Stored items
+++
use std::net::SocketAddr;

use bytes::Bytes;
use sipwire_sip_core::types::Host;
use sipwire_sip_core::{Address, CSeq, Header, HeaderName, HeaderValue, Method, Request, Uri, ViaHeader};

/// Via for a request leaving through a transport bound to `local_addr`.
pub fn via_for_transport(local_addr: SocketAddr, reliable: bool, branch: impl Into<String>) -> ViaHeader {
    let transport = if reliable { "TCP" } else { "UDP" };
    ViaHeader::new(transport, Host::from(local_addr.ip()), Some(local_addr.port()), branch)
}

/// Out-of-dialog request with the mandatory RFC 3261 headers, in the order
/// of the RFC examples, and an empty body.
pub fn create_request(
    method: Method,
    uri: Uri,
    from: Address,
    to: Address,
    call_id: &str,
    seq: u32,
    via: ViaHeader,
) -> Request {
    let cseq = CSeq::new(seq, method.clone());
    Request::new(method, uri)
        .with_header(Header::new(HeaderName::Via, HeaderValue::Via(vec![via])))
        .with_header(Header::new(HeaderName::MaxForwards, HeaderValue::Number(70)))
        .with_header(Header::new(HeaderName::To, HeaderValue::Address(to)))
        .with_header(Header::new(HeaderName::From, HeaderValue::Address(from)))
        .with_header(Header::new(HeaderName::CallId, HeaderValue::CallId(call_id.to_string())))
        .with_header(Header::new(HeaderName::CSeq, HeaderValue::CSeq(cseq)))
        .with_body(Bytes::new())
}

#[cfg(test)]
mod tests {
    use super::*;
    use sipwire_sip_core::{parse_message, HeaderAccess, Message};

    #[test]
    fn built_request_parses_back() {
        let from = Address::new("sip:alice@atlanta.com".parse().unwrap()).with_tag("9fxced76sl");
        let to = Address::new("sip:bob@biloxi.com".parse().unwrap());
        let via = via_for_transport("192.0.2.1:5060".parse().unwrap(), false, "z9hG4bK74bf9");
        let request = create_request(
            Method::Options,
            "sip:bob@192.0.2.4".parse().unwrap(),
            from,
            to,
            "3848276298220188511@atlanta.com",
            1,
            via,
        );

        let parsed = match parse_message(&request.to_bytes()).unwrap() {
            Message::Request(req) => req,
            other => panic!("expected request, got {:?}", other),
        };
        assert_eq!(parsed, request);
        assert_eq!(parsed.top_via().map(|v| v.transport.as_str()), Some("UDP"));
        assert_eq!(parsed.from_tag(), Some("9fxced76sl"));
        assert_eq!(parsed.cseq(), Some(&CSeq::new(1, Method::Options)));
    }
}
+++
§ **What to work on**
Show every line of the records above that contains the word "CSeq".

§ **Problem solution**
use sipwire_sip_core::{Address, CSeq, Header, HeaderName, HeaderValue, Method, Request, Uri, ViaHeader};
    let cseq = CSeq::new(seq, method.clone());
        .with_header(Header::new(HeaderName::CSeq, HeaderValue::CSeq(cseq)))
        assert_eq!(parsed.cseq(), Some(&CSeq::new(1, Method::Options)));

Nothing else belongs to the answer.